Here’s Veronique de Rugy that thinks that Congress may actually do something about entitlements when they run out of money in 2030. Not.
Here’s Edward Ring wondering whether the Dems will choose Newsom the moderate or Mamdani the extremist in 2028.
I think that the real “tell” is that Democrats all over the US are going all the way for tax increases, whether it’s California and its wealth tax on billionaires, or Gov. Spanberger in Virginia, or the Democratic establishment in Washington trying to push through an unconstitutional income tax.
This is not that hard. The only thing that matters to politicians is to pass new laws to gift their supporters. And these days that means government employees and NGO operators. Not to mention Somali pirates.
You could say that the Republican party doesn’t care about government employees. But it does care about not messing with Social Security and the Healthcare Industrial Complex.
You can see Trump tweaking this or that. There’s a “tell” there too. He daren’t go for the gold. And I’ll bet that when Democrats get together for a brewski they dream together about Republicans making the fatal error to, e.g., transform Social Security into a real savings program, and how grandpas and grandmoms would be out in the cold. I can’t imagine the Narrative that they would all be reciting in unison. It would make Schumer’s Jim Crow 2.0 seem like chit-chat.
The AI guy, software guy Matt Shumer, is the scariest. He says the latest models from OpenAI and Anthropic are mindblowing.

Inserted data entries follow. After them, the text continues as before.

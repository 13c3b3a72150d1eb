use axum::{
    extract::Request,
    http::{
        HeaderValue,
        header::{self, HeaderName},
    },
    middleware::Next,
    response::Response,
};

/// Adds baseline security headers to every response:
/// - X-Content-Type-Options: nosniff
/// - X-Frame-Options: DENY
/// - Referrer-Policy: strict-origin-when-cross-origin
/// - Permissions-Policy: geolocation=(), microphone=(), camera=()
pub async fn security_headers(request: Request, next: Next) -> Response {
    let mut response = next.run(request).await;

    let headers = response.headers_mut();
    headers.insert(
        header::X_CONTENT_TYPE_OPTIONS,
        HeaderValue::from_static("nosniff"),
    );
    headers.insert(header::X_FRAME_OPTIONS, HeaderValue::from_static("DENY"));
    headers.insert(
        header::REFERRER_POLICY,
        HeaderValue::from_static("strict-origin-when-cross-origin"),
    );
    headers.insert(
        HeaderName::from_static("permissions-policy"),
        HeaderValue::from_static("geolocation=(), microphone=(), camera=()"),
    );

    response
}
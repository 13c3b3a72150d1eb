//! OpenAPI documentation configuration

use utoipa::OpenApi;

/// Combined OpenAPI documentation for all APIs
#[derive(OpenApi)]
#[openapi(
    info(
        title = "User Directory API",
        version = "0.1.0",
        description = "Users, authorities and accounts backed by MongoDB",
        license(name = "MIT")
    ),
    servers(
        (url = "http://localhost:8080", description = "Local development server")
    ),
    nest(
        (path = "/api", api = domain_users::ApiDoc)
    )
)]
pub struct ApiDoc;
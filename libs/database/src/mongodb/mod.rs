//! MongoDB connection management and health checks

mod config;
mod connector;
mod health;

pub use config::MongoConfig;
pub use connector::{connect_from_config, connect_from_config_with_retry, ping};
pub use health::{HealthStatus, check_health_detailed};

pub use mongodb::{Client, Collection, Database};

I am no longer needed for the actual technical work of my job. I describe what I want built, in plain English, and it just... appears. Not a rough draft I need to fix. The finished thing.
Yeah. Read the whole thing.
Dario Amodei, who is probably the most safety-focused CEO in the AI industry, has publicly predicted that AI will eliminate 50% of entry-level white-collar jobs within one to five years.
Imagine a lawyer not needing any lawyer assistants. Or an executive not needing creative advice.
A lot of people find comfort in the idea that certain things are safe. That AI can handle the grunt work but can’t replace human judgment, creativity, strategic thinking, empathy. I used to say this too. I’m not sure I believe it anymore.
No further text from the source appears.